# [What this task involves]
Lines containing the string "working": how many are there below? Answer with the number only.

Data extracted from a collection:
------------------------------------------------------------
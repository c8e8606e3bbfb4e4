//! Application layer errors.
//!
//! These errors represent failures in orchestration, not business logic.
//! Business logic errors are `DomainError` from `crate::domain`.

use std::path::PathBuf;
use thiserror::Error;

use crate::domain::Finding;
use crate::error::ErrorCategory;

/// Errors that occur during application orchestration.
#[derive(Debug, Error, Clone)]
pub enum ApplicationError {
    /// A renderer adapter failed outside the domain's own checks.
    #[error("Rendering '{module}' failed: {reason}")]
    RenderingFailed { module: String, reason: String },

    /// Filesystem operation failed.
    #[error("Filesystem error at {path}: {reason}")]
    FilesystemError { path: PathBuf, reason: String },

    /// Project already exists at target location.
    #[error("Project already exists at {path}")]
    ProjectExists { path: PathBuf },

    /// Rollback failed (best-effort cleanup failed).
    #[error("Rollback failed for {path}: {reason}")]
    RollbackFailed { path: PathBuf, reason: String },

    /// Strict mode refused to persist a tree with unresolved references.
    #[error("{} unresolved reference(s) in the generated tree", .findings.len())]
    VerificationFailed { findings: Vec<Finding> },

    /// A sweep specification with an empty axis or no valid combination.
    #[error("Invalid sweep specification: {reason}")]
    InvalidSweep { reason: String },

    /// The dedicated sweep thread pool could not be built.
    #[error("Could not start worker pool: {reason}")]
    ThreadPool { reason: String },

    /// A project configuration file could not be read or parsed.
    #[error("Could not load {path}: {reason}")]
    LoadFailed { path: PathBuf, reason: String },

    /// Validation failed (application-level, not domain).
    #[error("Validation failed: {0}")]
    ValidationFailed(String),
}

impl ApplicationError {
    /// Get user-actionable suggestions.
    pub fn suggestions(&self) -> Vec<String> {
        match self {
            Self::FilesystemError { path, .. } => vec![
                format!("Failed to access: {}", path.display()),
                "Check that you have write permissions".into(),
                "The operation is safe to retry".into(),
            ],
            Self::ProjectExists { path } => vec![
                format!("Directory already exists: {}", path.display()),
                "Use --force to overwrite (destructive)".into(),
                "Choose a different project name".into(),
            ],
            Self::VerificationFailed { findings } => {
                let mut hints: Vec<String> = findings
                    .iter()
                    .take(5)
                    .map(|f| f.to_string())
                    .collect();
                hints.push("Run without --strict to write the project anyway".into());
                hints
            }
            Self::InvalidSweep { reason } => vec![
                format!("Sweep rejected: {reason}"),
                "Every axis needs at least one value".into(),
            ],
            Self::LoadFailed { path, .. } => vec![
                format!("Check the syntax of {}", path.display()),
                "Supported formats: .toml and .json".into(),
            ],
            _ => vec!["Check the error details above".into()],
        }
    }

    /// Get error category.
    pub fn category(&self) -> ErrorCategory {
        match self {
            Self::FilesystemError { .. } | Self::RollbackFailed { .. } => ErrorCategory::Internal,
            Self::RenderingFailed { .. } | Self::ThreadPool { .. } => ErrorCategory::Internal,
            Self::VerificationFailed { .. } => ErrorCategory::Verification,
            Self::InvalidSweep { .. } | Self::ValidationFailed(_) => ErrorCategory::Validation,
            Self::ProjectExists { .. } => ErrorCategory::Validation,
            Self::LoadFailed { .. } => ErrorCategory::NotFound,
        }
    }
}

#[cfg(test)]
mod tests {
    use super::*;
    use crate::domain::FindingReason;

    #[test]
    fn verification_failure_lists_findings() {
        let err = ApplicationError::VerificationFailed {
            findings: vec![Finding {
                file: "app/main.py".into(),
                line: 4,
                raw: "from app.cache import cache".into(),
                reason: FindingReason::Unresolved {
                    module: "app.cache".into(),
                },
            }],
        };
        assert_eq!(err.category(), ErrorCategory::Verification);
        assert!(err.to_string().starts_with("1 unresolved"));
        assert!(err.suggestions()[0].contains("app/main.py:4"));
    }
}
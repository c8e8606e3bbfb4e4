//! Application configuration.
//!
//! [`AppConfig`] is loaded once at startup and passed down by value. The
//! CLI layer owns it; the core crate never sees it.
//!
//! # Resolution order (highest priority first)
//!
//! 1. CLI flags (applied by the commands, not here)
//! 2. `APISMITH_*` environment variables, e.g. `APISMITH_DEFAULTS__STRUCTURE=flat`
//!    (a `.env` file in the working directory is loaded first)
//! 3. `.apismith.toml` in the working directory
//! 4. `--config FILE`, or the user config file
//! 5. Built-in defaults

use std::path::{Path, PathBuf};

use anyhow::Context as _;
use config::{Config, Environment, File};
use serde::{Deserialize, Serialize};

use apismith_adapters::ProjectFile;
use apismith_core::domain::{AuthMethod, Database, LoggingLibrary, PythonVersion, Structure};

/// Project-local configuration file name.
pub const LOCAL_CONFIG: &str = ".apismith.toml";

#[derive(Debug, Clone, Default, PartialEq, Eq, Serialize, Deserialize)]
#[serde(default)]
pub struct AppConfig {
    /// Defaults for new projects.
    pub defaults: Defaults,
    pub output: OutputConfig,
    pub sweep: SweepConfig,
}

/// Project options applied when neither a flag nor a `--from` file sets them.
#[derive(Debug, Clone, PartialEq, Eq, Serialize, Deserialize)]
#[serde(default)]
pub struct Defaults {
    pub structure: Structure,
    pub database: Database,
    pub auth_method: AuthMethod,
    pub logging: LoggingLibrary,
    pub python_version: PythonVersion,
    pub include_examples: bool,
    pub docker: bool,
    pub github_actions: bool,
    pub pre_commit: bool,
    /// Empty means "use the generator's placeholder".
    pub author_name: String,
    pub author_email: String,
}

#[derive(Debug, Clone, PartialEq, Eq, Serialize, Deserialize)]
#[serde(default)]
pub struct OutputConfig {
    pub no_color: bool,
    /// Show a progress bar during sweeps.
    pub progress: bool,
}

#[derive(Debug, Clone, Default, PartialEq, Eq, Serialize, Deserialize)]
#[serde(default)]
pub struct SweepConfig {
    /// Worker threads; 0 uses one per CPU.
    pub jobs: usize,
}

impl Default for Defaults {
    fn default() -> Self {
        Self {
            structure: Structure::Layered,
            database: Database::Postgres,
            auth_method: AuthMethod::None,
            logging: LoggingLibrary::Standard,
            python_version: PythonVersion::default(),
            include_examples: true,
            docker: false,
            github_actions: false,
            pre_commit: false,
            author_name: String::new(),
            author_email: String::new(),
        }
    }
}

impl Default for OutputConfig {
    fn default() -> Self {
        Self {
            no_color: false,
            progress: true,
        }
    }
}

impl Defaults {
    /// The defaults as the lowest-priority project file layer.
    pub fn as_project_file(&self) -> ProjectFile {
        let non_empty = |s: &str| (!s.is_empty()).then(|| s.to_string());
        ProjectFile {
            structure: Some(self.structure),
            database: Some(self.database),
            auth_method: Some(self.auth_method),
            logging: Some(self.logging),
            python_version: Some(self.python_version),
            include_examples: Some(self.include_examples),
            docker: Some(self.docker),
            github_actions: Some(self.github_actions),
            pre_commit: Some(self.pre_commit),
            author_name: non_empty(&self.author_name),
            author_email: non_empty(&self.author_email),
            ..ProjectFile::default()
        }
    }
}

impl AppConfig {
    /// Load configuration, layering every source over the built-in defaults.
    ///
    /// `config_file` is the path passed via `--config`; it must exist when
    /// given. The default locations are optional.
    pub fn load(config_file: Option<&PathBuf>) -> anyhow::Result<Self> {
        let mut builder = Config::builder().add_source(
            Config::try_from(&Self::default()).context("serialising built-in defaults")?,
        );

        builder = match config_file {
            Some(path) => builder.add_source(File::from(path.as_path()).required(true)),
            None => builder
                .add_source(File::from(Self::config_path()).required(false))
                .add_source(File::from(Path::new(LOCAL_CONFIG)).required(false)),
        };

        builder
            .add_source(
                Environment::with_prefix("APISMITH")
                    .prefix_separator("_")
                    .separator("__"),
            )
            .build()
            .context("reading configuration sources")?
            .try_deserialize()
            .context("invalid configuration")
    }

    /// Path to the user configuration file.
    ///
    /// Uses `directories::ProjectDirs` for cross-platform correctness,
    /// falling back to `.apismith.toml` in the current directory.
    pub fn config_path() -> PathBuf {
        directories::ProjectDirs::from("dev", "apismith", "apismith")
            .map(|d| d.config_dir().join("config.toml"))
            .unwrap_or_else(|| PathBuf::from(LOCAL_CONFIG))
    }

    /// The file `config set` edits: `--config`, else a local file if one
    /// exists, else the user file.
    pub fn active_path(config_file: Option<&PathBuf>) -> PathBuf {
        match config_file {
            Some(path) => path.clone(),
            None if Path::new(LOCAL_CONFIG).is_file() => PathBuf::from(LOCAL_CONFIG),
            None => Self::config_path(),
        }
    }
}
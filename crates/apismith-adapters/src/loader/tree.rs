//! Load an existing project directory as a [`GeneratedTree`] so the import
//! verifier can check a project that is already on disk.

use std::{
    fs,
    path::{Path, PathBuf},
};

use tracing::{debug, instrument};
use walkdir::{DirEntry, WalkDir};

use apismith_core::{
    domain::{GeneratedTree, RelativePath},
    error::ApismithResult,
};

use super::{load_failed, normalize_path};

/// Directories that never hold project sources.
const SKIPPED_DIRS: &[&str] = &[
    ".git",
    ".venv",
    "venv",
    "__pycache__",
    ".mypy_cache",
    ".pytest_cache",
    ".ruff_cache",
    "node_modules",
];

fn is_skipped(entry: &DirEntry) -> bool {
    entry.file_type().is_dir()
        && entry
            .file_name()
            .to_str()
            .is_some_and(|name| SKIPPED_DIRS.contains(&name))
}

/// Reads every UTF-8 file below a project root.
#[derive(Debug, Clone)]
pub struct DiskTreeLoader {
    root: PathBuf,
}

impl DiskTreeLoader {
    pub fn new(root: impl Into<PathBuf>) -> Self {
        Self { root: root.into() }
    }

    pub fn root(&self) -> &Path {
        &self.root
    }

    #[instrument(skip(self), fields(root = %self.root.display()))]
    pub fn load(&self) -> ApismithResult<GeneratedTree> {
        if !self.root.is_dir() {
            return Err(load_failed(&self.root, "not a directory"));
        }

        let mut files = Vec::new();
        let walker = WalkDir::new(&self.root)
            .min_depth(1)
            .sort_by_file_name()
            .into_iter()
            .filter_entry(|e| !is_skipped(e));

        for entry in walker {
            let entry = entry.map_err(|e| load_failed(&self.root, e.to_string()))?;
            if !entry.file_type().is_file() {
                continue;
            }

            let abs_path = entry.path();
            let rel = abs_path
                .strip_prefix(&self.root)
                .map_err(|e| load_failed(abs_path, e.to_string()))?;
            let rel = normalize_path(&rel.to_string_lossy());

            let bytes = fs::read(abs_path).map_err(|e| load_failed(abs_path, e.to_string()))?;
            let Ok(content) = String::from_utf8(bytes) else {
                debug!(path = %rel, "skipping non-UTF-8 file");
                continue;
            };

            let path = RelativePath::try_new(&rel)?;
            files.push((path, content));
        }

        let tree = GeneratedTree::from_files(files)?;
        debug!(count = tree.len(), "project tree loaded");
        Ok(tree)
    }
}

#[cfg(test)]
mod tests {
    use super::*;
    use tempfile::TempDir;

    fn make_project(files: &[(&str, &[u8])]) -> TempDir {
        let temp = TempDir::new().unwrap();
        for (rel_path, content) in files {
            let full = temp.path().join(rel_path);
            if let Some(parent) = full.parent() {
                fs::create_dir_all(parent).unwrap();
            }
            fs::write(full, content).unwrap();
        }
        temp
    }

    #[test]
    fn loads_nested_files_with_forward_slashes() {
        let project = make_project(&[
            ("app/__init__.py", b""),
            ("app/api/routes/health.py", b"from fastapi import APIRouter\n"),
            ("pyproject.toml", b"[project]\n"),
        ]);

        let tree = DiskTreeLoader::new(project.path()).load().unwrap();

        assert_eq!(tree.len(), 3);
        assert!(tree.contains("app/api/routes/health.py"));
        assert_eq!(tree.get("pyproject.toml").unwrap().content, "[project]\n");
    }

    #[test]
    fn skips_tool_directories() {
        let project = make_project(&[
            ("app/main.py", b"app = None\n"),
            (".venv/lib/site.py", b"import os\n"),
            ("app/__pycache__/main.cpython-312.pyc", b"\x00\x01"),
            (".git/HEAD", b"ref: refs/heads/main\n"),
        ]);

        let tree = DiskTreeLoader::new(project.path()).load().unwrap();

        let paths: Vec<_> = tree.paths().map(|p| p.as_str().to_string()).collect();
        assert_eq!(paths, vec!["app/main.py"]);
    }

    #[test]
    fn skips_binary_files() {
        let project = make_project(&[
            ("app/main.py", b"app = None\n"),
            ("static/logo.png", &[0x89, 0x50, 0x4e, 0x47, 0xff, 0xfe]),
        ]);

        let tree = DiskTreeLoader::new(project.path()).load().unwrap();
        assert!(!tree.contains("static/logo.png"));
        assert_eq!(tree.len(), 1);
    }

    #[test]
    fn missing_root_is_a_load_error() {
        let err = DiskTreeLoader::new("/absolutely/does/not/exist")
            .load()
            .unwrap_err();
        assert!(err.to_string().contains("not a directory"));
    }
}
------------------------------------------------------------
# [Response for this exercise]
2